Background and Objective

Vildagliptin sustained release (XR), a formulation that provides vildagliptin 100 mg with a once-daily dose administration, is a recent introduction to manage type 2 diabetes mellitus in India. This study aimed to evaluate the effectiveness and tolerability of vildagliptin XR in patients with type 2 diabetes in real-world clinical settings.

Methods

This was an observational, prospective, multicenter, cohort study conducted in India, which included patients with type 2 diabetes uncontrolled on metformin XR monotherapy with glycated hemoglobin (HbA1c) > 7.00%. Vildagliptin XR was added to their ongoing treatment. The primary endpoint was a change in HbA1c from baseline to 3 months.

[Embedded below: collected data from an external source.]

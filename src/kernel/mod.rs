/*!
 * Kernel
 * The scheduler-state object: process table, queues, dispatch, execution
 */

mod dispatcher;
mod executor;
mod queues;
mod types;

pub use types::{CycleOutcome, ProcessSnapshot, RunOutcome, SchedulerStats};

use crate::core::errors::{ProcessError, ProcessResult};
use crate::core::types::{Pid, Priority};
use crate::process::pcb::{Pcb, Process};
use crate::process::table::ProcessTable;
use crate::process::types::ProcessType;
use crate::sched::Selector;
use log::info;
use rand::rngs::StdRng;
use rand::SeedableRng;
use std::io::Write;

/// One independent simulation instance.
///
/// All tables and queues live here and are mutated by exactly one logical
/// actor; external collaborators observe through shared references.
pub struct Kernel {
    table: ProcessTable,
    ready_queue: Vec<Pid>,
    block_queue: Vec<Pid>,
    current: Option<Pid>,
    selector: Selector,
    rng: StdRng,
    stats: SchedulerStats,
}

impl Kernel {
    /// Fresh simulation with an entropy-seeded random source
    pub fn new() -> Self {
        Self::from_rng(StdRng::from_entropy())
    }

    /// Fresh simulation with a fixed seed, for reproducible runs
    pub fn with_seed(seed: u64) -> Self {
        Self::from_rng(StdRng::seed_from_u64(seed))
    }

    fn from_rng(rng: StdRng) -> Self {
        info!("Kernel initialized: process table and queues empty");
        Self {
            table: ProcessTable::new(),
            ready_queue: Vec::new(),
            block_queue: Vec::new(),
            current: None,
            selector: Selector::new(),
            rng,
            stats: SchedulerStats::default(),
        }
    }

    /// Reset all tables and queues in place, keeping the random source
    pub fn reset(&mut self) {
        self.table.clear();
        self.ready_queue.clear();
        self.block_queue.clear();
        self.current = None;
        self.selector.reset();
        self.stats = SchedulerStats::default();
        info!("Kernel reset: process table and queues empty");
    }

    /// Create a process and return its handle.
    ///
    /// The PCB starts with `pc == 0` in state READY; `size` is validated
    /// before any table mutation.
    pub fn create_process(
        &mut self,
        name: &str,
        size: i64,
        priority: Priority,
        ptype: ProcessType,
    ) -> ProcessResult<Process> {
        self.table.create(&mut self.rng, name, size, priority, ptype)
    }

    /// Delete a process; not-found and out-of-range report an error and
    /// change nothing
    pub fn delete_process(&mut self, pid: Pid) -> ProcessResult<()> {
        self.table.remove(pid)?;
        if self.current == Some(pid) {
            self.current = None;
        }
        Ok(())
    }

    /// Read-only PCB access for observers
    pub fn pcb(&self, pid: Pid) -> Option<&Pcb> {
        self.table.pcb(pid).ok()
    }

    /// Pid of the most recently dispatched process, if any
    pub fn current(&self) -> Option<Pid> {
        self.current
    }

    /// Ready-queue view from the last refresh
    pub fn ready_queue(&self) -> &[Pid] {
        &self.ready_queue
    }

    /// Block-queue view from the last refresh
    pub fn block_queue(&self) -> &[Pid] {
        &self.block_queue
    }

    /// Counters accumulated since the last reset
    pub fn stats(&self) -> &SchedulerStats {
        &self.stats
    }

    /// Write a human-readable PCB snapshot for `pid` to `sink`
    pub fn dump_pcb<W: Write>(&self, pid: Pid, sink: &mut W) -> ProcessResult<()> {
        let pcb = self.table.pcb(pid)?;
        pcb.dump(sink).map_err(|e| ProcessError::Dump(e.to_string()))
    }

    /// Write the process name, pid, size, and PCB dump to `sink`
    pub fn save_process<W: Write>(&self, process: &Process, sink: &mut W) -> ProcessResult<()> {
        writeln!(
            sink,
            "process: {} (pid {}, size {})",
            process.name, process.pid, process.size
        )
        .map_err(|e| ProcessError::Dump(e.to_string()))?;
        self.dump_pcb(process.pid, sink)
    }

    /// Snapshot of every live PCB, ascending by pid
    pub fn snapshot(&self) -> Vec<ProcessSnapshot> {
        self.table
            .iter()
            .map(|(_, pcb)| ProcessSnapshot {
                pid: pcb.pid,
                uid: pcb.uid,
                size: pcb.size,
                priority: pcb.priority,
                state: pcb.state,
                ptype: pcb.ptype,
                mtype: pcb.mtype,
                pc: pcb.pc,
                timeslice: pcb.timeslice,
            })
            .collect()
    }

    pub(crate) fn table(&self) -> &ProcessTable {
        &self.table
    }

    pub(crate) fn table_mut(&mut self) -> &mut ProcessTable {
        &mut self.table
    }
}

impl Default for Kernel {
    fn default() -> Self {
        Self::new()
    }
}

#[cfg(test)]
mod tests {
    use super::*;
    use crate::process::types::ProcessState;
    use pretty_assertions::assert_eq;

    #[test]
    fn delete_clears_current_marker() {
        let mut kernel = Kernel::with_seed(3);
        let handle = kernel
            .create_process("p", 50, 20, ProcessType::Regular)
            .unwrap();
        kernel.run_cycle(crate::sched::Policy::Fcfs).unwrap();
        assert_eq!(kernel.current(), Some(handle.pid));

        kernel.delete_process(handle.pid).unwrap();
        assert_eq!(kernel.current(), None);
    }

    #[test]
    fn save_process_prefixes_the_pcb_dump() {
        let mut kernel = Kernel::with_seed(4);
        let handle = kernel
            .create_process("Compiler", 8, 15, ProcessType::ComputeBound)
            .unwrap();
        let mut out = Vec::new();
        kernel.save_process(&handle, &mut out).unwrap();
        let text = String::from_utf8(out).unwrap();
        assert!(text.starts_with("process: Compiler (pid 1, size 8)"));
        assert!(text.contains("--- PCB: pid 1 ---"));
    }

    #[test]
    fn reset_restarts_pid_allocation() {
        let mut kernel = Kernel::with_seed(5);
        kernel
            .create_process("a", 1, 20, ProcessType::Regular)
            .unwrap();
        kernel.reset();
        assert!(kernel.snapshot().is_empty());
        let handle = kernel
            .create_process("b", 1, 20, ProcessType::Regular)
            .unwrap();
        assert_eq!(handle.pid, 1);
        assert_eq!(
            kernel.pcb(handle.pid).map(|pcb| pcb.state),
            Some(ProcessState::Ready)
        );
    }
}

Secondary endpoints were changes in fasting plasma glucose, postprandial plasma glucose, percentage of patients achieving HbA1c < 7.00% at 3 months, and assessment of efficacy, tolerability, and safety.

Results

A total of 1691 patients from 118 centers were enrolled in this study, having a mean (standard deviation) age of 53.10 (11) years and a mean (standard deviation) HbA1c of 8.44 (1.35) %. At the end of the study, vildagliptin XR significantly reduced the mean HbA1c by 1.02% points (95% confidence interval 0.93–1.12; p < 0.001) from baseline. The mean fasting plasma glucose and postprandial plasma glucose levels were significantly reduced by 28.44 mg/dL (95% confidence interval 26.64–30.25; p < 0.001) and 48.45 mg/dL (95% confidence interval 45.91–50.99; p < 0.001), respectively, with vildagliptin XR, at the end of study. During the study duration, 34.7% of patients achieved their glycemic target (HbA1c < 7.0%) and there were three reported adverse events (all mild in severity).

Conclusions

Results demonstrated that vildagliptin XR (100 mg once daily) significantly improved HbA1c and other glycemic parameters in Indian patients with type 2 diabetes and was well tolerated.

Clinical Trial Registration

The study was registered under the Clinical Trials Registry India (CTRI/2022/01/039112).